Like last time, I’m still working, even though I look and feel like a slow-moving, enormous floating orb when I move through the halls and around my classroom. The difference is that now I am kinder to my students, put in the same amount of effort as I would without a baby in my belly, and don’t watch the clock. I follow Mother Teresa’s advice and “do small things with great love,” and I’m all the happier because of it.
A statue of Blessed Teresa of Calcutta is seen in Calcutta, India, Aug. 25. (CNS photo/Rupak De C howdhuri, Reuters)
If I had decided to take off, and wait around at home for the baby to arrive, I’d drive myself crazy with a circuit of chores. I’d pace the floors, fussing over the little details that really don’t matter to our newest family member. Instead, I’m using my home as a place for rest and enjoying playtime with Collin and Frank. Allowing myself some leisure is another way I’ve kept my spirits up.

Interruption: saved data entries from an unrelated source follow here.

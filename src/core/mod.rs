//! Core data structures for time series forecasting.

mod forecast;
mod interval;
mod time_series;

pub use forecast::Forecast;
pub use interval::Interval;
pub use time_series::{GroupKey, Regressor, RegressorKind, TimeSeries};
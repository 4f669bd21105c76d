//! Error types for the anofox-autoforecast library.

use thiserror::Error;

/// Result type alias for forecast operations.
pub type Result<T> = std::result::Result<T, ForecastError>;

/// Errors that can occur while loading, diagnosing, selecting or forecasting.
#[derive(Error, Debug, Clone, PartialEq)]
pub enum ForecastError {
    /// Input data is empty.
    #[error("empty input data")]
    EmptyData,

    /// Insufficient data points for the operation.
    #[error("insufficient data: need at least {needed}, got {got}")]
    InsufficientData { needed: usize, got: usize },

    /// Invalid parameter value.
    #[error("invalid parameter: {0}")]
    InvalidParameter(String),

    /// Dimension mismatch between data structures.
    #[error("dimension mismatch: expected {expected}, got {got}")]
    DimensionMismatch { expected: usize, got: usize },

    /// Timestamp-related error.
    #[error("timestamp error: {0}")]
    TimestampError(String),

    /// Model has not been fitted yet.
    #[error("model must be fitted before prediction")]
    FitRequired,

    /// Missing values detected when not allowed.
    #[error("missing values detected in data")]
    MissingValues,

    /// Index out of bounds.
    #[error("index out of bounds: {index} (size: {size})")]
    IndexOutOfBounds { index: usize, size: usize },

    /// Computation error (e.g., numerical issues).
    #[error("computation error: {0}")]
    ComputationError(String),

    /// Missing inputs, no enabled model family or an invalid option.
    /// Raised before any group is processed.
    #[error("configuration error: {0}")]
    Configuration(String),

    /// A candidate or selected model failed to fit or forecast.
    #[error("model {model} failed: {reason}")]
    ModelFit { model: String, reason: String },

    /// A result table could not be written to its sink.
    #[error("output error: {0}")]
    Output(String),

    /// A group failed while the run is configured to stop on errors.
    #[error("run stopped in group {group}: {reason}")]
    FatalRun { group: String, reason: String },
}

impl ForecastError {
    /// Wrap an error raised by a model into a [`ForecastError::ModelFit`].
    pub fn model_fit(model: impl Into<String>, source: &ForecastError) -> Self {
        match source {
            ForecastError::ModelFit { .. } => source.clone(),
            other => ForecastError::ModelFit {
                model: model.into(),
                reason: other.to_string(),
            },
        }
    }

    /// Numeric code written to the `_ERRORNO_` column of the execution log.
    pub fn code(&self) -> i32 {
        match self {
            ForecastError::EmptyData => 101,
            ForecastError::InsufficientData { .. } => 102,
            ForecastError::InvalidParameter(_) => 103,
            ForecastError::DimensionMismatch { .. } => 104,
            ForecastError::TimestampError(_) => 105,
            ForecastError::FitRequired => 106,
            ForecastError::MissingValues => 107,
            ForecastError::ComputationError(_) => 108,
            ForecastError::IndexOutOfBounds { .. } => 109,
            ForecastError::Configuration(_) => 200,
            ForecastError::ModelFit { .. } => 300,
            ForecastError::FatalRun { .. } => 400,
            ForecastError::Output(_) => 500,
        }
    }
}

I’ve wondered where this new patience is coming from and decided that this past year and all of its challenges have taught me that we can’t always control when things will happen. All we can control is our reactions to our circumstances.
Being diagnosed with a serious disease was unexpected and nerve-racking. It took three months to regain my strength. I kept asking my doctors when I’d be myself again. They told me it would take time. When I stopped trying to control the situation, I got better. I trusted God and He did not fail me. Once again, I place the birth of my baby into His hands and know in my heart that despite the odds He will give us another beautiful, strong, happy, healthy child.
Fixing our house after the tree fell on it took four and a half months. People kept asking us when we were going home, and we said, “when it’s done.” We wanted our house to look and feel just right. That couldn’t be rushed. It’s not unlike how I look at the arrival of my new baby. He or she will join us when he or she is done living inside of me and is ready to be a bigger part of our world.
So, in teaching me how to wait, God has blessed me with the gift of patience. And I’m much happier as a result.